Producing the City, Producing Dissent

Radicals, said David Graeber, while holding a plastic Roman legion helmet (he just returned from an action protesting student debt), radicals have had a long unspoken pact with liberals: we incite, provoke, ask controversial questions, and liberals, now regarded as holding a more reasonable alternative to us, gain political power and enforce change. This, he went on to explain, is how political progress occurs: the Haymarket Affair was what pushed legislators to enact 8-hour workdays, it was factory occupations in the early 20th century which led to the rise of unions, and it is radical direct action which will turn the wheel of change now, in 2012.

The talk, titled Rebel Cities: Occupation, the Commons, and Urban Democracy, was given by two very different Leftist thinkers: David Graeber, a lifelong radical anarchist activist and current lecturer of Anthropology at Goldsmiths, University of London, and David Harvey, a Distinguished Professor of Anthropology at the Graduate Center of the City University of New York. The latter David, rising to academic prominence a few decades ago for his ingenious application of Marxist social thought to the seemingly-neutral discipline of geography, can be described as the theoretical counterpart to the prolific activism and nonviolent propaganda of the deed espoused by David Graeber.

Standing outside the CUNY Graduate Center before the talk, the sidewalk covered with chalk drawings announcing that the May First General Strike was just a few days away, I became very aware of this dichotomy between ivory-tower academia and on-the-ground activism: indeed, developments in Marxist theory have been all but confined to universities for the past forty years, in casual political discussions, calling oneself an “anarchist” or a “communist” seems like some ironic pun or else just a vulgarity, much as the label “feminist” might have been a hundred years ago. The fact that reactionary news outlets describe Obama as a communist (which he’s not, though I rather wish he was), is quite evidently the last rotting corpse of McCarthyist propaganda; but the necessity in replying to this not only with our own news outlets, but with actual, physical, nonviolent action, seems to me absolutely critical. We, the liberals, radicals, anarchists, greens, have been talking ourselves in circles for decades; given the current state of American politics and geopolitics, one can reasonably assume that it might be worthwhile to try something different.

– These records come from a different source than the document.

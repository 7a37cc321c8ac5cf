//! CLI entry point for the TSS window transformer.
//!
//! Converts a BED file of gene bodies into windows from `us_radius`
//! upstream to `ds_radius` downstream of each TSS.

use anyhow::Result;
use clap::{ArgAction, Parser};
use log::info;
use std::path::PathBuf;

use chipprep::cli::{init_logging, parse_args};
use chipprep::config::{StrandPolicy, TssConfig};
use chipprep::tss::run_tss_transform;

/// Convert gene-body intervals to strand-aware TSS windows.
#[derive(Parser, Debug)]
#[command(name = "genes-to-tss")]
#[command(author, version, about, long_about = None)]
struct Args {
    /// BED file of gene bodies (optionally .gz)
    input_bed: PathBuf,

    /// Chromosome sizes file (chrom<TAB>length)
    chrom_sizes: PathBuf,

    /// Output BED file
    output_bed: PathBuf,

    /// Upstream radius in bp
    #[arg(allow_negative_numbers = true)]
    us_radius: i64,

    /// Downstream radius in bp
    #[arg(allow_negative_numbers = true)]
    ds_radius: i64,

    /// Zero-based index of the strand column
    strand_col: usize,

    /// Fail on strand values other than '+' or '-' instead of treating them as minus strand
    #[arg(long = "strict-strand")]
    strict_strand: bool,

    /// Increase log verbosity (-v info, -vv debug, -vvv trace)
    #[arg(short = 'v', long = "verbose", action = ArgAction::Count)]
    verbose: u8,
}

fn main() -> Result<()> {
    let args: Args = parse_args();
    init_logging(args.verbose);

    let mut config = TssConfig::new(args.us_radius, args.ds_radius, args.strand_col);
    if args.strict_strand {
        config.strand_policy = StrandPolicy::Strict;
    }

    run_tss_transform(&args.input_bed, &args.chrom_sizes, &args.output_bed, &config)?;

    info!("Done!");
    Ok(())
}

David Harvey’s just-published book, Rebel Cities: From the Right to the City to the Urban Revolution, establishes urban centers as the starting point for revolution; it is the proletariat, the illegal immigrants, the transit workers, who ensure the flow of capital and effectively produce the city, and it is they who are most exploited by it. Harvey cited a personal experience: flying back from Argentina, he landed in JFK and took the E train into Manhattan around 6:00am only to find it absolutely packed, before the sun had even risen, with women of color on their way to minimum-wage jobs, where they would turn on coffee machines, wash floors, clean hotel rooms, and wake the city up. All of these women, he added, looked utterly exhausted. This is by no means an isolated event: half of the population of New York City is trying to get by on $30,000 per year, most of their backs already broken under the weight of debts upon debts which they will most likely never pay off. This, dear reader, is capitalist exploitation of the working class at its most brutal: self-justifying, self-fulfilling, and terrifyingly ironic: these working women of color produce what we know to be the city, but they are also destroyed by the behemoth they labor towards.

When a Rick Santorum-type goon, and we can really only call them goons at this point, dangles his fat jaw at me and demands how I dare call myself a communist, I find myself replying to him, How can you not be a communist when you see all of this?

This, however, is precisely the problem: many of the bourgeois don’t see; the media doesn’t report this downer-type news, and alternative media outlets are pre-labeled by the mainstream media and shrugged off (how many times have I seen smirks and sneers as I share something I read on AlJazeera!). We can discuss and write and post and tweet all we want, but somehow stories about the NYPD groping women or harassing transgender individuals get lost in the fold. When we accuse others of fascist or bigoted speech, they cite freedom of speech as if it entailed freedom from criticism and even intelligent political discourse seems to collapse. Talking has left us tongue-tied and tired, and we might consider breaking down this border between theory and practice, between talking and analyzing and raising awareness and directly doing. Because isn’t holding open subway gates and refusing tolls already a commentary on public transit and fare hikes? We, the liberals, the radicals, the left-over from mainstream politics, we might take well to look to the Chileans, the Greeks, the Egyptians, the Spanish Indignacios, we might take to the streets until the media and the pathetic political class can no longer avoid our grievances, and grievances we have quite a few.